Итак, Кропоткин критикует своих русских приверженцев и говорит о том, что они избрали неверный путь. В чем же для него состоит их главная ошибка? Да в том, что народу, "чтобы по­бедить, мало одной гильотины, недоста­точно одного только террора (здесь име­ется в виду террор народный - В.Г.), не­обходима революционная идея, истинно революционное миросозерцание, способное выбить оружие из рук против­ника". Мы уже приводили слова Кропоткина, что истребление по классовому принципу - безумие. Культу ре­волюционного насилия он противопос­тавляет необходимую конструктивную работу как минимум в двух на­правлениях.

С одной стороны - "необходимо, чтобы те новые идеи, которые отметят новое начало в истории цивилизации, были бы намечены до революции; чтобы они были усиленно распространяемы в массах" и, пройдя горнило критики, ста­ли привычны и понятны широким слоям народа.

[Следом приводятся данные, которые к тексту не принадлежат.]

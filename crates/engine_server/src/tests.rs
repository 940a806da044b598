use crate::*;

#[test]
fn test_default_server_creation() {
    let server = create_server().expect("default configuration is valid");
    assert_eq!(server.config().bind_address.port(), 8080);
    assert_eq!(server.pass_key().len(), auth::PASS_KEY_LENGTH);
    assert_eq!(server.engine_manager().list(), vec![EngineFamily::Generic]);
}

#[test]
fn test_tls_without_material_is_fatal() {
    let config = ServerConfig {
        tls: TlsConfig {
            enabled: true,
            cert_path: None,
            key_path: None,
        },
        ..Default::default()
    };
    assert!(matches!(
        create_server_with_config(config),
        Err(ServerError::Tls(_))
    ));
}

#[tokio::test]
async fn test_serve_refuses_to_run_twice() {
    let server = create_server().unwrap();
    let state = ShutdownState::new();
    state.initiate_shutdown();

    let listener = tokio::net::TcpListener::bind("127.0.0.1:0").await.unwrap();
    server.serve(listener, state.clone()).await.unwrap();

    let listener = tokio::net::TcpListener::bind("127.0.0.1:0").await.unwrap();
    assert!(matches!(
        server.serve(listener, state).await,
        Err(ServerError::Internal(_))
    ));
}

#[cfg(unix)]
mod end_to_end {
    use crate::test_support::{fake_engine, FakeEngine};
    use crate::*;
    use futures_util::{SinkExt, StreamExt};
    use std::sync::Arc;
    use std::time::Duration;
    use tokio::net::TcpStream;
    use tokio_tungstenite::{
        connect_async, tungstenite::Message, MaybeTlsStream, WebSocketStream,
    };

    type Client = WebSocketStream<MaybeTlsStream<TcpStream>>;

    const PASS_KEY: &str = "e2e-passkey";

    struct Harness {
        server: Arc<EngineServer>,
        shutdown: ShutdownState,
        url: String,
        _dir: tempfile::TempDir,
    }

    async fn start(localhost_bypass: bool, intelligence: bool) -> Harness {
        let dir = tempfile::tempdir().unwrap();
        let engine = fake_engine(dir.path(), FakeEngine::Responsive);

        let mut config = ServerConfig {
            bind_address: "127.0.0.1:0".parse().unwrap(),
            auth: AuthConfig {
                pass_key: Some(PASS_KEY.to_string()),
                localhost_bypass,
                ..Default::default()
            },
            engine: EngineConfig {
                path: engine,
                handshake_timeout_ms: 5_000,
                ..Default::default()
            },
            ..Default::default()
        };
        config.intelligence.enabled = intelligence;

        let server = Arc::new(create_server_with_config(config).unwrap());
        server.start_engine().await.unwrap();

        let listener = server.bind().await.unwrap();
        let url = format!("ws://{}", listener.local_addr().unwrap());
        let shutdown = ShutdownState::new();
        {
            let server = server.clone();
            let shutdown = shutdown.clone();
            tokio::spawn(async move { server.serve(listener, shutdown).await });
        }

        Harness {
            server,
            shutdown,
            url,
            _dir: dir,
        }
    }

    async fn connect(url: &str) -> Client {
        let (client, _) = connect_async(url).await.expect("connect");
        client
    }

    async fn send(client: &mut Client, line: &str) {
        client
            .send(Message::Text(line.to_string().into()))
            .await
            .expect("send");
    }

    async fn recv(client: &mut Client) -> String {
        loop {
            let message = tokio::time::timeout(Duration::from_secs(5), client.next())
                .await
                .expect("reply in time")
                .expect("stream open")
                .expect("valid frame");
            if let Message::Text(text) = message {
                return text.as_str().to_string();
            }
        }
    }

    async fn request(client: &mut Client, line: &str) -> String {
        send(client, line).await;
        recv(client).await
    }

    async fn recv_until(client: &mut Client, prefix: &str) -> String {
        for _ in 0..50 {
            let line = recv(client).await;
            if line.starts_with(prefix) {
                return line;
            }
        }
        panic!("no line starting with {prefix}");
    }

    async fn stop(harness: Harness) {
        harness.shutdown.initiate_shutdown();
        harness.server.stop_engines().await;
    }

    #[tokio::test]
    async fn test_protocol_session() {
        let harness = start(false, false).await;
        let mut client = connect(&harness.url).await;

        assert_eq!(request(&mut client, "whoareyou").await, "iam chesshook-intermediaryv1");
        assert_eq!(request(&mut client, "whatengine").await, "engine FakeFish 1.0");
        assert_eq!(request(&mut client, "sub").await, "subok");
        assert_eq!(request(&mut client, "position startpos").await, "autherr");
        assert_eq!(request(&mut client, "auth wrong").await, "autherr");
        assert_eq!(request(&mut client, &format!("auth {PASS_KEY}")).await, "authok");

        send(&mut client, "position startpos moves e2e4").await;
        send(&mut client, "go depth 10").await;
        assert_eq!(recv_until(&mut client, "bestmove").await, "bestmove e2e4 ponder e7e5");

        stop(harness).await;
    }

    #[tokio::test]
    async fn test_lock_released_on_disconnect() {
        let harness = start(true, false).await;
        let mut first = connect(&harness.url).await;
        let mut second = connect(&harness.url).await;

        assert_eq!(request(&mut first, "lock").await, "lockok");
        assert_eq!(request(&mut second, "lock").await, "lockerr");
        assert_eq!(request(&mut second, "go depth 1").await, "lockerr");

        first.close(None).await.unwrap();
        drop(first);

        let mut acquired = false;
        for _ in 0..50 {
            if request(&mut second, "lock").await == "lockok" {
                acquired = true;
                break;
            }
            tokio::time::sleep(Duration::from_millis(20)).await;
        }
        assert!(acquired, "lock was not released by the disconnect");

        stop(harness).await;
    }

    #[tokio::test]
    async fn test_intelligence_summary_is_broadcast() {
        let harness = start(true, true).await;
        let mut client = connect(&harness.url).await;

        assert_eq!(request(&mut client, "sub").await, "subok");
        send(&mut client, "position startpos").await;
        send(&mut client, "go depth 10").await;

        assert_eq!(recv_until(&mut client, "bestmove").await, "bestmove e2e4 ponder e7e5");
        let summary = recv(&mut client).await;
        assert_eq!(
            summary,
            "info string intelligence bestmove e2e4 score 0.35 original 0.35"
        );

        stop(harness).await;
    }

    #[tokio::test]
    async fn test_ping_is_answered() {
        let harness = start(true, false).await;
        let mut client = connect(&harness.url).await;

        client.send(Message::Ping(vec![1, 2, 3].into())).await.unwrap();
        let pong = tokio::time::timeout(Duration::from_secs(5), client.next())
            .await
            .unwrap()
            .unwrap()
            .unwrap();
        assert!(matches!(pong, Message::Pong(data) if data.as_ref() == [1, 2, 3]));

        // The next frame is the reply, not a second Pong.
        send(&mut client, "whoareyou").await;
        let next = tokio::time::timeout(Duration::from_secs(5), client.next())
            .await
            .unwrap()
            .unwrap()
            .unwrap();
        assert!(matches!(next, Message::Text(text) if text.as_str() == "iam chesshook-intermediaryv1"));

        stop(harness).await;
    }
}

С другой стороны, Кропоткин от­мечает, что "никакой революции, ни мирной, ни кровавой, не происходит без того, чтобы новые идеалы глубоко не проникли в тот самый класс, которого экономические и политические привилегии предстоит разрушить". Нужно, чтобы этот класс не мог идейно противостоять новому мировоззрению, не имел достаточно решимости к дли­тельному сопротивлению, и подготовлен к вероятности глубоких общественных перемен.

Как видим, политические убий­ства и подготовка народных бунтов вов­се не представляются Кропоткину за­дачей революционеров. И до, и после пе­реворота их главное дело - это просве­щение и созидание, налаживание условий для комфортной человеческой жизни.

А террор?

Если насилие будет разжигаться, поощряться и преображаться революци­онерами-якобинцами в "государст­венный принцип", победа диктатуры над свободою становится неизбежной. Хаос казней и взаимных избиений при­ведет к полному прекращению нормаль­ных социальных отношений и вызовет к жизни "партию порядка", которая создаст свой обычный Комитет Общественного Спасения с каратель­ными функциями. "А раз "порядок вос­становлен", дальнейшие последствия предвидеть нетрудно. Расстреливать будут не одних "воров", придется доис­киваться и до "виновников беспоряд­ков", восстановить суд и гильотину, и са­мые горячие революционеры погибнут на эшафоте. Свершится повторение 1794 года". Это замечательное предвидение, сделанное в книге "Хлеб и воля", из­данной еще в конце XIX века, не оста­новило хода событий, не предотвратило появления ВЧК и также не остудило пыла анархо-якобинцев русской ре­волюции. Не было в ней времени, чтобы вспомнить о цене человеческой жизни, и коммунисты всех цветов порасстреляли немало патронов… Почему слова Кропоткина остались для анархо-коммунистов незамеченными, что при­чиной - неграмотность, недальновид­ность лидеров, или, как писал потом Д.Новомирский, виною всему сама рево­люция, совершаемая в условиях разрухи, когда всеобщий страх порож­дает диктатуру, а война превращается в профессию миллионов? Кто знает...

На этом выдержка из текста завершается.